Now campaigners are fighting back as councils try to slash costs further by off-loading services to volunteers, with the Mayor of Doncaster this morning facing legal action over his decision to overrule councillors who voted to save the town’s libraries.
All but three of the region’s local authorities spent less than the national average of £17,106 per 1,000 people in 2010/11, figures gathered by the Yorkshire Post through a Freedom of Information request reveal. The average amount spent in the region was just £15,266.13.
East Riding’s libraries were the most under-funded at only £10,082 and Hull’s were close behind at £10,364.54.
Only Kirklees, North East Lincolnshire and Doncaster services received more funding than the national average – but even these may now face heavy losses.
In Doncaster, two libraries have closed and another 12 are set to become community-run after elected Mayor Peter Davies overruled a majority vote for a budget amendment to save them.
An application by Save Doncaster Libraries for a judicial review challenging his power to do so will be heard at Leeds Combined Court Centre today.
The campaign group fears community-run services are not sustainable and that handing libraries over to volunteers will lead to more closures in the long-term.
Spokeswoman Lauren Smith said: “This is a way of trying to stop the damage before it happens. Once they are closed it is very hard to claim them back.”

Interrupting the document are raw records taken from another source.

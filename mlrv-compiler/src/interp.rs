//! Tree-walking evaluator — the reference semantics the backend is tested
//! against.
//!
//! `and`/`or` short-circuit and division truncates toward zero, exactly as
//! the compiled programs behave.

use crate::ast::Exp;
use std::collections::HashMap;
use std::fmt;
use thiserror::Error;

/// A runtime value.
#[derive(Debug, Clone, Copy, PartialEq, Eq)]
pub enum Value {
    Int(i64),
    Bool(bool),
}

impl fmt::Display for Value {
    fn fmt(&self, f: &mut fmt::Formatter<'_>) -> fmt::Result {
        match self {
            Value::Int(n) => write!(f, "{n}"),
            Value::Bool(b) => write!(f, "{b}"),
        }
    }
}

impl Value {
    /// The machine encoding of this value: booleans are 1/0.
    pub fn as_word(&self) -> i64 {
        match self {
            Value::Int(n) => *n,
            Value::Bool(true) => 1,
            Value::Bool(false) => 0,
        }
    }
}

#[derive(Error, Debug, Clone, PartialEq, Eq)]
pub enum EvalError {
    #[error("undefined variable '{0}'")]
    UndefinedVariable(String),

    #[error("division by zero")]
    DivisionByZero,

    #[error("{context}: expected {expected}, found {found}")]
    TypeMismatch {
        context: &'static str,
        expected: &'static str,
        found: Value,
    },
}

pub type Env = HashMap<String, Value>;

/// Evaluate an expression under an environment of bound variables.
pub fn eval(exp: &Exp, env: &Env) -> Result<Value, EvalError> {
    match exp {
        Exp::Num(n) => Ok(Value::Int(*n)),
        Exp::Bln(b) => Ok(Value::Bool(*b)),

        Exp::Var(name) => env
            .get(name)
            .copied()
            .ok_or_else(|| EvalError::UndefinedVariable(name.clone())),

        Exp::Add(l, r) => {
            let (a, b) = ints(l, r, env, "'+' operand")?;
            Ok(Value::Int(a + b))
        }
        Exp::Sub(l, r) => {
            let (a, b) = ints(l, r, env, "'-' operand")?;
            Ok(Value::Int(a - b))
        }
        Exp::Mul(l, r) => {
            let (a, b) = ints(l, r, env, "'*' operand")?;
            Ok(Value::Int(a * b))
        }
        Exp::Div(l, r) => {
            let (a, b) = ints(l, r, env, "'/' operand")?;
            if b == 0 {
                return Err(EvalError::DivisionByZero);
            }
            Ok(Value::Int(a / b))
        }

        Exp::Eql(l, r) => {
            let (a, b) = ints(l, r, env, "'=' operand")?;
            Ok(Value::Bool(a == b))
        }
        Exp::Leq(l, r) => {
            let (a, b) = ints(l, r, env, "'<=' operand")?;
            Ok(Value::Bool(a <= b))
        }
        Exp::Lth(l, r) => {
            let (a, b) = ints(l, r, env, "'<' operand")?;
            Ok(Value::Bool(a < b))
        }

        Exp::And(l, r) => {
            // Short-circuit: the right operand only runs when the left is true.
            if !bool_of(l, env, "'and' operand")? {
                return Ok(Value::Bool(false));
            }
            Ok(Value::Bool(bool_of(r, env, "'and' operand")?))
        }
        Exp::Or(l, r) => {
            if bool_of(l, env, "'or' operand")? {
                return Ok(Value::Bool(true));
            }
            Ok(Value::Bool(bool_of(r, env, "'or' operand")?))
        }

        Exp::Neg(e) => {
            let n = int_of(e, env, "'~' operand")?;
            Ok(Value::Int(-n))
        }
        Exp::Not(e) => {
            let b = bool_of(e, env, "'not' operand")?;
            Ok(Value::Bool(!b))
        }

        Exp::Let(name, def, body) => {
            let bound = eval(def, env)?;
            let mut inner = env.clone();
            inner.insert(name.clone(), bound);
            eval(body, &inner)
        }

        Exp::IfThenElse(cond, e0, e1) => {
            if bool_of(cond, env, "if condition")? {
                eval(e0, env)
            } else {
                eval(e1, env)
            }
        }
    }
}

fn int_of(exp: &Exp, env: &Env, context: &'static str) -> Result<i64, EvalError> {
    match eval(exp, env)? {
        Value::Int(n) => Ok(n),
        found => Err(EvalError::TypeMismatch {
            context,
            expected: "int",
            found,
        }),
    }
}

fn bool_of(exp: &Exp, env: &Env, context: &'static str) -> Result<bool, EvalError> {
    match eval(exp, env)? {
        Value::Bool(b) => Ok(b),
        found => Err(EvalError::TypeMismatch {
            context,
            expected: "bool",
            found,
        }),
    }
}

fn ints(l: &Exp, r: &Exp, env: &Env, context: &'static str) -> Result<(i64, i64), EvalError> {
    // Left before right; the order is part of the language's semantics.
    let a = int_of(l, env, context)?;
    let b = int_of(r, env, context)?;
    Ok((a, b))
}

The court case – the first of its kind in Yorkshire follows a successful legal challenge against library closures in Gloucestershire and Somerset, although another in the London borough of Brent previously failed.
Doncaster Council finance director Simon Wiles, said: “We are confident the Mayor has acted properly and in accordance with the clear legal advice he has received, and that the decisions taken will be successfully defended.”
Volunteers have already replaced professional librarians at some libraries in Leeds and Bradford and 12 libraries were revealed to be under threat in Wakefield last week unless communities step in to take them over. Kirklees is also exploring the option at seven of its smallest sites.
Campaigners argue the move will result in “patchy” provision and claim investing more in services could lead to long-term savings by helping to address illiteracy and unemployment.
Questions have also been raised about issues of training, payments to authors and data protection at community-run libraries.
Chartered Institute of Library and Information Professionals president Phil Bradley said proper staffing was essential to supporting the growth of knowledge.
“Where changes are implemented on a disproportionate scale and without a plan for continued support, those communities will suffer. It’s not about book stamping, it’s about literacy, learning and prosperous communities.”
Darren Stevens, head of culture and information at the East Riding of Yorkshire Council, defended the authority’s spending being the region’s lowest and said it was proud to deliver a “value-for-money” service through technology such as self-service machines and multi-purpose facilities such as Pocklington’s Pocela Centre.
“We are committed to continuing to provide superb libraries whilst spending every pound in the most efficient way possible,” he said.